It had been close to a decade since I was last there, but everything about the house was as I recalled it. The street door was still blue and the dolphins faded pink. The hallway smelt like dust and incense, the cracks high up on the parchment-colored walls hadn’t changed. The beautiful light was still streaming down energetically through the oval window at the top of the stairs. I was in love with the place.

“You could get the floor tiles cleaned properly,” I said, scraping my shoe against the dingy black and white pattern that led towards the back of the house.

“I’m not going to live here, Sarah.”

“You could make decent money letting it out, help you pay for your university fees, eh?” Yaro had been accepted that year at Sumait University on the island, and his family members were very proud of him.

He stayed at the door, his hands crossed over his chest, his fists clenched. “You can eat at that café in the shortcut, it’s still there. I’ll return before dark in any case, so please do not fear.”

“Why would I fear?” 

He hesitated. “The umeme is not working. You’ll be standing in the dark in this huge place. Won’t that make even you nervous, a little bit?”

I shrugged. “Perhaps so.”

“Sarah, don’t forget how suddenly dark settles in the tropics, how dense is the night’s blackness. There are things in the garden too.”

“Things?”

“Bats,” he said loudly, “Mostly bats in the garden.”
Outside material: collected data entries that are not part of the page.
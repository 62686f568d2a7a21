//! The transcoding engine capability and its FFmpeg implementation.

use std::path::{Path, PathBuf};
use std::time::{Duration, Instant};

use async_trait::async_trait;
use tokio::sync::watch;
use tracing::{info, warn};

use vproc_models::encoding::{DEFAULT_PRESET, HLS_SEGMENT_SECONDS, THUMBNAIL_SCALE_WIDTH};
use vproc_models::{preset_fits_source, QualityPreset, VideoMetadata};

use crate::command::{check_binary, FfmpegRunner};
use crate::error::{MediaError, MediaResult};
use crate::hls::{hls_variant_command, variant_dir, write_master_playlist, HlsVariant};
use crate::probe::probe_video;
use crate::progress::ProgressSink;
use crate::thumbnail::generate_thumbnails;
use crate::transcode::{transcode_to_quality, EncodeSettings};

/// Engine configuration.
#[derive(Debug, Clone)]
pub struct EngineConfig {
    /// FFmpeg binary (name looked up in PATH, or a path)
    pub ffmpeg_path: PathBuf,
    /// FFprobe binary
    pub ffprobe_path: PathBuf,
    /// Parent directory for per-job working directories
    pub work_dir: PathBuf,
    /// Thumbnail width in pixels
    pub thumbnail_width: u32,
    /// Target HLS segment length
    pub hls_segment_seconds: u32,
    /// x264 speed preset
    pub encoder_preset: String,
    /// Upper bound for a single FFmpeg invocation
    pub ffmpeg_timeout: Option<Duration>,
}

impl Default for EngineConfig {
    fn default() -> Self {
        Self {
            ffmpeg_path: PathBuf::from("ffmpeg"),
            ffprobe_path: PathBuf::from("ffprobe"),
            work_dir: std::env::temp_dir().join("vproc"),
            thumbnail_width: THUMBNAIL_SCALE_WIDTH,
            hls_segment_seconds: HLS_SEGMENT_SECONDS,
            encoder_preset: DEFAULT_PRESET.to_string(),
            ffmpeg_timeout: None,
        }
    }
}

impl EngineConfig {
    /// Create config from environment variables.
    pub fn from_env() -> Self {
        let defaults = Self::default();
        Self {
            ffmpeg_path: std::env::var("FFMPEG_PATH")
                .map(PathBuf::from)
                .unwrap_or(defaults.ffmpeg_path),
            ffprobe_path: std::env::var("FFPROBE_PATH")
                .map(PathBuf::from)
                .unwrap_or(defaults.ffprobe_path),
            work_dir: std::env::var("WORKER_WORK_DIR")
                .map(PathBuf::from)
                .unwrap_or(defaults.work_dir),
            thumbnail_width: std::env::var("THUMBNAIL_WIDTH")
                .ok()
                .and_then(|s| s.parse().ok())
                .filter(|w| *w > 0)
                .unwrap_or(defaults.thumbnail_width),
            hls_segment_seconds: std::env::var("HLS_SEGMENT_SECONDS")
                .ok()
                .and_then(|s| s.parse().ok())
                .filter(|s| *s > 0)
                .unwrap_or(defaults.hls_segment_seconds),
            encoder_preset: std::env::var("FFMPEG_PRESET").unwrap_or(defaults.encoder_preset),
            ffmpeg_timeout: std::env::var("FFMPEG_TIMEOUT_SECS")
                .ok()
                .and_then(|s| s.parse().ok())
                .map(Duration::from_secs),
        }
    }
}

/// Media operations the pipeline needs.
#[async_trait]
pub trait TranscodingEngine: Send + Sync {
    /// Probe the source file.
    async fn extract_metadata(&self, path: &Path) -> MediaResult<VideoMetadata>;

    /// Encode one progressive MP4 rendition; returns `output`.
    async fn transcode_to_quality(
        &self,
        input: &Path,
        output: &Path,
        preset: &QualityPreset,
        source: &VideoMetadata,
        progress: ProgressSink,
    ) -> MediaResult<PathBuf>;

    /// Encode an HLS rendition per eligible preset plus a master playlist;
    /// returns the master playlist path.
    async fn generate_adaptive_set(
        &self,
        input: &Path,
        output_dir: &Path,
        presets: &[QualityPreset],
        source: &VideoMetadata,
        progress: ProgressSink,
    ) -> MediaResult<PathBuf>;

    /// Extract evenly spaced thumbnails.
    async fn generate_thumbnails(
        &self,
        input: &Path,
        output_dir: &Path,
        count: u32,
        duration: f64,
    ) -> MediaResult<Vec<PathBuf>>;
}

/// [`TranscodingEngine`] backed by the FFmpeg and FFprobe command line tools.
#[derive(Debug, Clone)]
pub struct FfmpegEngine {
    config: EngineConfig,
    runner: FfmpegRunner,
}

impl FfmpegEngine {
    pub fn new(config: EngineConfig) -> Self {
        let mut runner = FfmpegRunner::new(config.ffmpeg_path.clone());
        if let Some(timeout) = config.ffmpeg_timeout {
            runner = runner.with_timeout(timeout);
        }
        Self { config, runner }
    }

    /// Kill running encodes when `cancel_rx` turns true.
    pub fn with_cancel(mut self, cancel_rx: watch::Receiver<bool>) -> Self {
        self.runner = self.runner.with_cancel(cancel_rx);
        self
    }

    pub fn config(&self) -> &EngineConfig {
        &self.config
    }

    /// Verify both binaries resolve.
    pub fn check_binaries(&self) -> MediaResult<()> {
        check_binary(&self.config.ffmpeg_path)
            .map_err(|_| MediaError::FfmpegNotFound(self.config.ffmpeg_path.clone()))?;
        check_binary(&self.config.ffprobe_path)
            .map_err(|_| MediaError::FfprobeNotFound(self.config.ffprobe_path.clone()))?;
        Ok(())
    }

    fn encode_settings(&self) -> EncodeSettings {
        EncodeSettings {
            preset: self.config.encoder_preset.clone(),
        }
    }
}

#[async_trait]
impl TranscodingEngine for FfmpegEngine {
    async fn extract_metadata(&self, path: &Path) -> MediaResult<VideoMetadata> {
        probe_video(&self.runner, &self.config.ffprobe_path, path).await
    }

    async fn transcode_to_quality(
        &self,
        input: &Path,
        output: &Path,
        preset: &QualityPreset,
        source: &VideoMetadata,
        progress: ProgressSink,
    ) -> MediaResult<PathBuf> {
        let started = Instant::now();
        transcode_to_quality(
            &self.runner,
            input,
            output,
            preset,
            source,
            &self.encode_settings(),
            &progress,
        )
        .await?;

        metrics::histogram!("vproc_encode_duration_seconds", "kind" => "mp4")
            .record(started.elapsed().as_secs_f64());
        Ok(output.to_path_buf())
    }

    async fn generate_adaptive_set(
        &self,
        input: &Path,
        output_dir: &Path,
        presets: &[QualityPreset],
        source: &VideoMetadata,
        progress: ProgressSink,
    ) -> MediaResult<PathBuf> {
        let eligible: Vec<&QualityPreset> = presets
            .iter()
            .filter(|p| preset_fits_source(p, source.width))
            .collect();
        if eligible.is_empty() {
            return Err(MediaError::NoEligiblePresets {
                width: source.width,
                height: source.height,
            });
        }

        tokio::fs::create_dir_all(output_dir).await?;

        let settings = self.encode_settings();
        let total = eligible.len() as f64;
        let mut variants = Vec::with_capacity(eligible.len());
        let mut last_error = None;

        for (i, preset) in eligible.into_iter().enumerate() {
            let sink = progress.sub_range(i as f64 / total * 100.0, (i + 1) as f64 / total * 100.0);
            let dir = variant_dir(output_dir, preset);
            tokio::fs::create_dir_all(&dir).await?;

            let cmd = hls_variant_command(
                input,
                &dir,
                preset,
                source,
                &settings,
                self.config.hls_segment_seconds,
            );
            let duration = source.duration;
            let reporter = sink.clone();
            let started = Instant::now();

            match self
                .runner
                .run_with_progress(&cmd, move |p| reporter.report(p.percentage(duration)))
                .await
            {
                Ok(()) => {
                    metrics::histogram!("vproc_encode_duration_seconds", "kind" => "hls")
                        .record(started.elapsed().as_secs_f64());
                    info!(preset = %preset.name, "HLS rendition encoded");
                    variants.push(HlsVariant::for_preset(preset, source));
                }
                Err(e) if e.is_cancelled() => return Err(e),
                Err(e) => {
                    warn!(preset = %preset.name, error = %e, "HLS rendition failed, skipping");
                    metrics::counter!("vproc_hls_variant_failures_total").increment(1);
                    // Keep partial segments out of the upload.
                    let _ = tokio::fs::remove_dir_all(&dir).await;
                    last_error = Some(e);
                }
            }
            sink.report(100.0);
        }

        if variants.is_empty() {
            return Err(MediaError::AllVariantsFailed(
                last_error.map(|e| e.to_string()).unwrap_or_default(),
            ));
        }

        let master = write_master_playlist(output_dir, &variants).await?;
        info!(
            master = %master.display(),
            variants = variants.len(),
            "Created master HLS playlist"
        );
        Ok(master)
    }

    async fn generate_thumbnails(
        &self,
        input: &Path,
        output_dir: &Path,
        count: u32,
        duration: f64,
    ) -> MediaResult<Vec<PathBuf>> {
        generate_thumbnails(
            &self.runner,
            input,
            output_dir,
            count,
            duration,
            self.config.thumbnail_width,
        )
        .await
    }
}

#[cfg(test)]
mod tests {
    use super::*;

    fn source() -> VideoMetadata {
        VideoMetadata {
            width: 1920,
            height: 1080,
            duration: 10.0,
            ..Default::default()
        }
    }

    #[tokio::test]
    async fn test_adaptive_set_rejects_when_nothing_fits() {
        let engine = FfmpegEngine::new(EngineConfig::default());
        let dir = tempfile::tempdir().unwrap();
        let presets = vec![QualityPreset::new("2160p", 3840, 2160, 15000, 192)];

        let err = engine
            .generate_adaptive_set(
                Path::new("in.mp4"),
                dir.path(),
                &presets,
                &source(),
                ProgressSink::noop(),
            )
            .await
            .unwrap_err();
        assert!(matches!(err, MediaError::NoEligiblePresets { width: 1920, .. }));
    }

    #[tokio::test]
    async fn test_adaptive_set_fails_when_every_variant_fails() {
        let engine = FfmpegEngine::new(EngineConfig {
            ffmpeg_path: PathBuf::from("/nonexistent/ffmpeg"),
            ..EngineConfig::default()
        });
        let dir = tempfile::tempdir().unwrap();
        let presets = vec![
            QualityPreset::new("720p", 1280, 720, 2500, 128),
            QualityPreset::new("480p", 854, 480, 1000, 96),
        ];

        let err = engine
            .generate_adaptive_set(
                Path::new("in.mp4"),
                dir.path(),
                &presets,
                &source(),
                ProgressSink::noop(),
            )
            .await
            .unwrap_err();
        assert!(matches!(err, MediaError::AllVariantsFailed(_)));
        assert!(!dir.path().join("master.m3u8").exists());
        assert!(!dir.path().join("720p").exists());
    }

    #[test]
    #[serial_test::serial]
    fn test_config_from_env() {
        std::env::set_var("FFMPEG_PATH", "/opt/ffmpeg/bin/ffmpeg");
        std::env::set_var("HLS_SEGMENT_SECONDS", "0");
        let config = EngineConfig::from_env();
        assert_eq!(config.ffmpeg_path, PathBuf::from("/opt/ffmpeg/bin/ffmpeg"));
        assert_eq!(config.hls_segment_seconds, HLS_SEGMENT_SECONDS);
        std::env::remove_var("FFMPEG_PATH");
        std::env::remove_var("HLS_SEGMENT_SECONDS");
    }

    #[cfg(unix)]
    #[tokio::test]
    async fn test_adaptive_set_skips_failed_rendition() {
        use crate::testing::{fake_binary, LAST_ARG};

        let bin = tempfile::tempdir().unwrap();
        // Every rendition writes a segment; 480p then dies before its playlist.
        let body = format!(
            r#"{}
dir=$(dirname "$out")
echo partial > "$dir/segment_000.ts"
case "$out" in */480p/*) echo 'Conversion failed!' >&2; exit 1;; esac
echo '#EXTM3U' > "$out""#,
            LAST_ARG
        );
        let engine = FfmpegEngine::new(EngineConfig {
            ffmpeg_path: fake_binary(bin.path(), "ffmpeg", &body),
            ..EngineConfig::default()
        });
        let out = tempfile::tempdir().unwrap();
        let presets = vec![
            QualityPreset::new("720p", 1280, 720, 2500, 128),
            QualityPreset::new("480p", 854, 480, 1000, 96),
        ];

        let master = engine
            .generate_adaptive_set(
                Path::new("in.mp4"),
                out.path(),
                &presets,
                &source(),
                ProgressSink::noop(),
            )
            .await
            .unwrap();

        let playlist = std::fs::read_to_string(&master).unwrap();
        assert!(playlist.contains("720p/playlist.m3u8"));
        assert!(!playlist.contains("480p"));
        assert!(out.path().join("720p").join("segment_000.ts").exists());
        assert!(!out.path().join("480p").exists());
    }
}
When Yaro had gone, a shiver of pure pleasure wriggled up my spine as I climbed the stairs. At the top was the door to the room overlooking the main street, and at the far end of that was a Moorish archway leading into a bedroom containing a canopy bed with old mosquito netting. Through the bedroom windows, I could see beyond the stone wall to the beach and some leaning palm trees, but not to the ocean itself.  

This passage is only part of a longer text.